THE TASK:
An exact transcription of every record is needed.

ENTRIES SUPPLIED:

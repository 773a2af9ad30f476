//! Chunking of tabular content bodies.
//!
//! This module provides the fixed-row chunker that splits header-plus-rows
//! text into header-prefixed chunks, as well as atomic blob writing with
//! automatic cleanup on failure.

mod atomic_writer;
mod row_chunker;

pub use atomic_writer::AtomicBlobWriter;
pub use row_chunker::{
    chunk_content, chunk_rows, parse_tabular, reassemble, split_chunk, transform_record,
    ChunkSize, ChunkStats, Tabular, ROW_TERMINATOR,
};
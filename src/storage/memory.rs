//! In-memory blob store.

use std::collections::HashMap;

use tokio::sync::RwLock;

use super::{BlobStore, StoreFuture};
use crate::error::AppError;

/// Blob store backed by a map, keyed by `(bucket, key)`.
#[derive(Default)]
pub struct MemoryBlobStore {
    objects: RwLock<HashMap<(String, String), Vec<u8>>>,
}

impl MemoryBlobStore {
    /// Creates an empty store.
    pub fn new() -> Self {
        Self::default()
    }

    /// Seeds an object directly.
    pub async fn insert(&self, bucket: &str, key: &str, body: impl Into<Vec<u8>>) {
        self.objects
            .write()
            .await
            .insert((bucket.to_string(), key.to_string()), body.into());
    }

    /// Returns a copy of the object at `bucket/key`, if present.
    pub async fn object(&self, bucket: &str, key: &str) -> Option<Vec<u8>> {
        self.objects
            .read()
            .await
            .get(&(bucket.to_string(), key.to_string()))
            .cloned()
    }

    /// Returns every key stored in `bucket`, sorted.
    pub async fn keys(&self, bucket: &str) -> Vec<String> {
        let mut keys: Vec<String> = self
            .objects
            .read()
            .await
            .keys()
            .filter(|(b, _)| b == bucket)
            .map(|(_, k)| k.clone())
            .collect();
        keys.sort();
        keys
    }
}

impl BlobStore for MemoryBlobStore {
    fn get<'a>(&'a self, bucket: &'a str, key: &'a str) -> StoreFuture<'a, Vec<u8>> {
        Box::pin(async move {
            self.object(bucket, key)
                .await
                .ok_or_else(|| AppError::Storage(format!("No such object: {}/{}", bucket, key)))
        })
    }

    fn put<'a>(&'a self, bucket: &'a str, key: &'a str, body: Vec<u8>) -> StoreFuture<'a, ()> {
        Box::pin(async move {
            self.insert(bucket, key, body).await;
            Ok(())
        })
    }
}
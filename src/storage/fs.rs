//! Local-filesystem blob store.
//!
//! Buckets are directories under a root; keys are relative paths inside the
//! bucket. Writes go through [`AtomicBlobWriter`] so a crashed run never
//! leaves a half-written output batch behind.

use std::path::{Component, Path, PathBuf};

use super::{BlobStore, StoreFuture};
use crate::error::AppError;
use crate::streaming::AtomicBlobWriter;

/// Blob store rooted at a directory.
#[derive(Debug, Clone)]
pub struct FsBlobStore {
    root: PathBuf,
}

impl FsBlobStore {
    /// Creates a store rooted at `root`. The directory is created lazily.
    pub fn new(root: impl Into<PathBuf>) -> Self {
        Self { root: root.into() }
    }

    /// Maps `bucket/key` to a path under the root.
    ///
    /// # Errors
    ///
    /// Returns `AppError::Storage` if either part is empty or would escape
    /// its parent (absolute paths, `..`).
    pub fn object_path(&self, bucket: &str, key: &str) -> Result<PathBuf, AppError> {
        let bucket = relative_segment(bucket, "bucket")?;
        let key = relative_segment(key, "key")?;
        Ok(self.root.join(bucket).join(key))
    }
}

/// Accepts only plain relative paths made of normal components.
fn relative_segment<'a>(value: &'a str, what: &str) -> Result<&'a Path, AppError> {
    let path = Path::new(value);
    let is_plain = path.components().next().is_some()
        && path.components().all(|c| matches!(c, Component::Normal(_)));

    if is_plain {
        Ok(path)
    } else {
        Err(AppError::Storage(format!("Invalid {}: {:?}", what, value)))
    }
}

impl BlobStore for FsBlobStore {
    fn get<'a>(&'a self, bucket: &'a str, key: &'a str) -> StoreFuture<'a, Vec<u8>> {
        Box::pin(async move {
            let path = self.object_path(bucket, key)?;
            tokio::fs::read(&path).await.map_err(|e| match e.kind() {
                std::io::ErrorKind::NotFound => {
                    AppError::Storage(format!("No such object: {}/{}", bucket, key))
                }
                _ => AppError::Storage(format!("Failed to read {}/{}: {}", bucket, key, e)),
            })
        })
    }

    fn put<'a>(&'a self, bucket: &'a str, key: &'a str, body: Vec<u8>) -> StoreFuture<'a, ()> {
        Box::pin(async move {
            let path = self.object_path(bucket, key)?;
            if let Some(parent) = path.parent() {
                tokio::fs::create_dir_all(parent).await.map_err(|e| {
                    AppError::Storage(format!("Failed to create {}: {}", parent.display(), e))
                })?;
            }

            // Run the blocking temp-file write in a separate thread
            tokio::task::spawn_blocking(move || {
                let mut writer = AtomicBlobWriter::new(&path)?;
                writer.write_all(&body)?;
                writer.finish().map(|_| ())
            })
            .await
            .map_err(|e| AppError::Internal(format!("Task join error: {}", e)))?
        })
    }
}
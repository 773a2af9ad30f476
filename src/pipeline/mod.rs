//! Pipeline step that applies the row chunker to staged batches.

mod handler;
mod scheduler;

pub use handler::{output_key, ChunkingHandler, HandlerOptions};
pub use scheduler::{BatchPermit, BatchScheduler};
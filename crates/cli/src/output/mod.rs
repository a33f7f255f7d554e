//! Structured output envelope.

mod format;
mod model;
mod result_builder;

pub use format::OutputFormat;
pub use model::*;
pub use result_builder::{ResultBuilder, print_result};
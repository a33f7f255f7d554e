use tracing_subscriber::EnvFilter;

/// Installs the stderr subscriber. `RUST_LOG` wins over `-v`.
///
/// The `matr` directive is a target prefix, so it also covers `matr.session`,
/// `matr.api`, `matr.credentials` and `matr_cli`.
pub fn init_logging(verbose: u8) {
	let level = match verbose {
		0 => "warn",
		1 => "info",
		_ => "debug",
	};
	let filter = EnvFilter::try_from_default_env().unwrap_or_else(|_| EnvFilter::new(format!("warn,matr={level}")));

	let _ = tracing_subscriber::fmt()
		.with_env_filter(filter)
		.with_writer(std::io::stderr)
		.with_target(verbose > 1)
		.try_init();
}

SOLUTION:
repository 773a2af9ad30f476
//! Chunking of tabular content bodies.
//!
//! This module provides the fixed-row chunker that splits header-plus-rows
//! text into header-prefixed chunks, as well as atomic blob writing with
//! automatic cleanup on failure.

mod atomic_writer;
mod row_chunker;

pub use atomic_writer::AtomicBlobWriter;
pub use row_chunker::{
    chunk_content, chunk_rows, parse_tabular, reassemble, split_chunk, transform_record,
    ChunkSize, ChunkStats, Tabular, ROW_TERMINATOR,
};
filename src/storage/memory.rs
//! In-memory blob store.

use std::collections::HashMap;

use tokio::sync::RwLock;

use super::{BlobStore, StoreFuture};
use crate::error::AppError;

/// Blob store backed by a map, keyed by `(bucket, key)`.
#[derive(Default)]
pub struct MemoryBlobStore {
    objects: RwLock<HashMap<(String, String), Vec<u8>>>,
}

impl MemoryBlobStore {
    /// Creates an empty store.
    pub fn new() -> Self {
        Self::default()
    }

    /// Seeds an object directly.
    pub async fn insert(&self, bucket: &str, key: &str, body: impl Into<Vec<u8>>) {
        self.objects
            .write()
            .await
            .insert((bucket.to_string(), key.to_string()), body.into());
    }

    /// Returns a copy of the object at `bucket/key`, if present.
    pub async fn object(&self, bucket: &str, key: &str) -> Option<Vec<u8>> {
        self.objects
            .read()
            .await
            .get(&(bucket.to_string(), key.to_string()))
            .cloned()
    }

    /// Returns every key stored in `bucket`, sorted.
    pub async fn keys(&self, bucket: &str) -> Vec<String> {
        let mut keys: Vec<String> = self
            .objects
            .read()
            .await
            .keys()
            .filter(|(b, _)| b == bucket)
            .map(|(_, k)| k.clone())
            .collect();
        keys.sort();
        keys
    }
}

impl BlobStore for MemoryBlobStore {
    fn get<'a>(&'a self, bucket: &'a str, key: &'a str) -> StoreFuture<'a, Vec<u8>> {
        Box::pin(async move {
            self.object(bucket, key)
                .await
                .ok_or_else(|| AppError::Storage(format!("No such object: {}/{}", bucket, key)))
        })
    }

    fn put<'a>(&'a self, bucket: &'a str, key: &'a str, body: Vec<u8>) -> StoreFuture<'a, ()> {
        Box::pin(async move {
            self.insert(bucket, key, body).await;
            Ok(())
        })
    }
}
filename src/storage/fs.rs
//! Local-filesystem blob store.
//!
//! Buckets are directories under a root; keys are relative paths inside the
//! bucket. Writes go through [`AtomicBlobWriter`] so a crashed run never
//! leaves a half-written output batch behind.

use std::path::{Component, Path, PathBuf};

use super::{BlobStore, StoreFuture};
use crate::error::AppError;
use crate::streaming::AtomicBlobWriter;

/// Blob store rooted at a directory.
#[derive(Debug, Clone)]
pub struct FsBlobStore {
    root: PathBuf,
}

impl FsBlobStore {
    /// Creates a store rooted at `root`. The directory is created lazily.
    pub fn new(root: impl Into<PathBuf>) -> Self {
        Self { root: root.into() }
    }

    /// Maps `bucket/key` to a path under the root.
    ///
    /// # Errors
    ///
    /// Returns `AppError::Storage` if either part is empty or would escape
    /// its parent (absolute paths, `..`).
    pub fn object_path(&self, bucket: &str, key: &str) -> Result<PathBuf, AppError> {
        let bucket = relative_segment(bucket, "bucket")?;
        let key = relative_segment(key, "key")?;
        Ok(self.root.join(bucket).join(key))
    }
}

/// Accepts only plain relative paths made of normal components.
fn relative_segment<'a>(value: &'a str, what: &str) -> Result<&'a Path, AppError> {
    let path = Path::new(value);
    let is_plain = path.components().next().is_some()
        && path.components().all(|c| matches!(c, Component::Normal(_)));

    if is_plain {
        Ok(path)
    } else {
        Err(AppError::Storage(format!("Invalid {}: {:?}", what, value)))
    }
}

impl BlobStore for FsBlobStore {
    fn get<'a>(&'a self, bucket: &'a str, key: &'a str) -> StoreFuture<'a, Vec<u8>> {
        Box::pin(async move {
            let path = self.object_path(bucket, key)?;
            tokio::fs::read(&path).await.map_err(|e| match e.kind() {
                std::io::ErrorKind::NotFound => {
                    AppError::Storage(format!("No such object: {}/{}", bucket, key))
                }
                _ => AppError::Storage(format!("Failed to read {}/{}: {}", bucket, key, e)),
            })
        })
    }

    fn put<'a>(&'a self, bucket: &'a str, key: &'a str, body: Vec<u8>) -> StoreFuture<'a, ()> {
        Box::pin(async move {
            let path = self.object_path(bucket, key)?;
            if let Some(parent) = path.parent() {
                tokio::fs::create_dir_all(parent).await.map_err(|e| {
                    AppError::Storage(format!("Failed to create {}: {}", parent.display(), e))
                })?;
            }

            // Run the blocking temp-file write in a separate thread
            tokio::task::spawn_blocking(move || {
                let mut writer = AtomicBlobWriter::new(&path)?;
                writer.write_all(&body)?;
                writer.finish().map(|_| ())
            })
            .await
            .map_err(|e| AppError::Internal(format!("Task join error: {}", e)))?
        })
    }
}
repository 773a2af9ad30f476
filename src/pipeline/mod.rs
//! Pipeline step that applies the row chunker to staged batches.

mod handler;
mod scheduler;

pub use handler::{output_key, ChunkingHandler, HandlerOptions};
pub use scheduler::{BatchPermit, BatchScheduler};
filename crates/cli/src/output/mod.rs
repository a33f7f255f7d554e
//! Structured output envelope.

mod format;
mod model;
mod result_builder;

pub use format::OutputFormat;
pub use model::*;
pub use result_builder::{ResultBuilder, print_result};
repository a33f7f255f7d554e
use tracing_subscriber::EnvFilter;

/// Installs the stderr subscriber. `RUST_LOG` wins over `-v`.
///
/// The `matr` directive is a target prefix, so it also covers `matr.session`,
/// `matr.api`, `matr.credentials` and `matr_cli`.
pub fn init_logging(verbose: u8) {
	let level = match verbose {
		0 => "warn",
		1 => "info",
		_ => "debug",
	};
	let filter = EnvFilter::try_from_default_env().unwrap_or_else(|_| EnvFilter::new(format!("warn,matr={level}")));

	let _ = tracing_subscriber::fmt()
		.with_env_filter(filter)
		.with_writer(std::io::stderr)
		.with_target(verbose > 1)
		.try_init();
}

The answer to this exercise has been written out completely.